PARL: Prompt-based Agents for Reinforcement Learning
Yarik Menchaca Resendiz, Roman Klinger

TL;DR
This paper introduces PARL, a prompt-based method using large language models as reinforcement learning agents without fine-tuning, capable of learning through interaction in simple environments but limited in complex tasks.
Contribution
PARL is the first approach to utilize LLMs as RL agents via prompting, encoding environment information directly into prompts without additional training.
Findings
PARL matches or outperforms traditional RL agents in simple environments.
Performance drops in tasks requiring complex calculations or decoding.

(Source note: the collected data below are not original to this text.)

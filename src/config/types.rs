//! Configuration types and CLI options.

use std::path::PathBuf;

use clap::{Parser, ValueEnum};

use crate::config::constants::{
    DEFAULT_HTTP_TIMEOUT_SECS, DEFAULT_POLL_INTERVAL_SECS, DB_PATH, ISS_POSITION_ENDPOINT,
};

/// Logging level for the application.
#[derive(Clone, Debug, ValueEnum)]
pub enum LogLevel {
    /// Only error messages
    Error,
    /// Error and warning messages
    Warn,
    /// Error, warning, and informational messages
    Info,
    /// All messages except trace
    Debug,
    /// All messages including trace
    Trace,
}

impl From<LogLevel> for log::LevelFilter {
    fn from(l: LogLevel) -> Self {
        match l {
            LogLevel::Error => log::LevelFilter::Error,
            LogLevel::Warn => log::LevelFilter::Warn,
            LogLevel::Info => log::LevelFilter::Info,
            LogLevel::Debug => log::LevelFilter::Debug,
            LogLevel::Trace => log::LevelFilter::Trace,
        }
    }
}

/// Log output format.
///
/// - `Plain`: human-readable format with colors (default)
/// - `Json`: structured JSON format for machine parsing
#[derive(Clone, Debug, ValueEnum)]
pub enum LogFormat {
    /// Human-readable format with colors (default)
    Plain,
    /// Structured JSON format for machine parsing
    Json,
}

/// Tracker configuration.
///
/// Doubles as the CLI surface (via clap derive) and as a plain struct for
/// library and test use.
///
/// # Examples
///
/// ```no_run
/// use iss_tracker::Config;
///
/// let config = Config {
///     interval_seconds: 30,
///     ..Default::default()
/// };
/// ```
#[derive(Parser, Debug, Clone)]
#[command(
    name = "iss_tracker",
    version,
    about = "Polls the ISS position and records country visits in SQLite"
)]
pub struct Config {
    /// Seconds to wait between poll cycles
    #[arg(long, default_value_t = DEFAULT_POLL_INTERVAL_SECS)]
    pub interval_seconds: u64,

    /// Path to the SQLite database file
    #[arg(long, default_value = DB_PATH)]
    pub db_path: PathBuf,

    /// URL of the ISS position endpoint
    #[arg(long, default_value = ISS_POSITION_ENDPOINT)]
    pub endpoint: String,

    /// HTTP request timeout in seconds
    #[arg(long, default_value_t = DEFAULT_HTTP_TIMEOUT_SECS)]
    pub timeout_seconds: u64,

    /// Log level
    #[arg(long, value_enum, default_value = "info")]
    pub log_level: LogLevel,

    /// Log format
    #[arg(long, value_enum, default_value = "plain")]
    pub log_format: LogFormat,
}

impl Default for Config {
    fn default() -> Self {
        Self {
            interval_seconds: DEFAULT_POLL_INTERVAL_SECS,
            db_path: PathBuf::from(DB_PATH),
            endpoint: ISS_POSITION_ENDPOINT.to_string(),
            timeout_seconds: DEFAULT_HTTP_TIMEOUT_SECS,
            log_level: LogLevel::Info,
            log_format: LogFormat::Plain,
        }
    }
}
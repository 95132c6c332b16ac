//! Application configuration and constants.
//!
//! This module provides:
//! - Configuration constants (endpoint, intervals, timeouts)
//! - CLI option types and parsing

mod constants;
mod types;

pub use constants::*;
pub use types::{Config, LogFormat, LogLevel};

Demonstrates potential and limitations of LLMs as RL agents.
Abstract
Large language models (LLMs) have demonstrated high performance on tasks expressed in natural language, particularly in zero- or few-shot settings. These are typically framed as supervised (e.g., classification) or unsupervised (e.g., clustering) problems. However, limited work evaluates LLMs as agents in reinforcement learning (RL) tasks (e.g., playing games), where learning occurs through interaction with an environment and a reward system. While prior work focused on representing tasks that rely on a language representation, we study structured, non-linguistic reasoning - such as interpreting positions in a grid world. We therefore introduce PARL (Prompt-based Agent for Reinforcement Learning), a method that uses LLMs as RL agents through prompting, without any fine-tuning. PARL encodes actions, states, and rewards in the prompt, enabling the model to learn through trial-and-error…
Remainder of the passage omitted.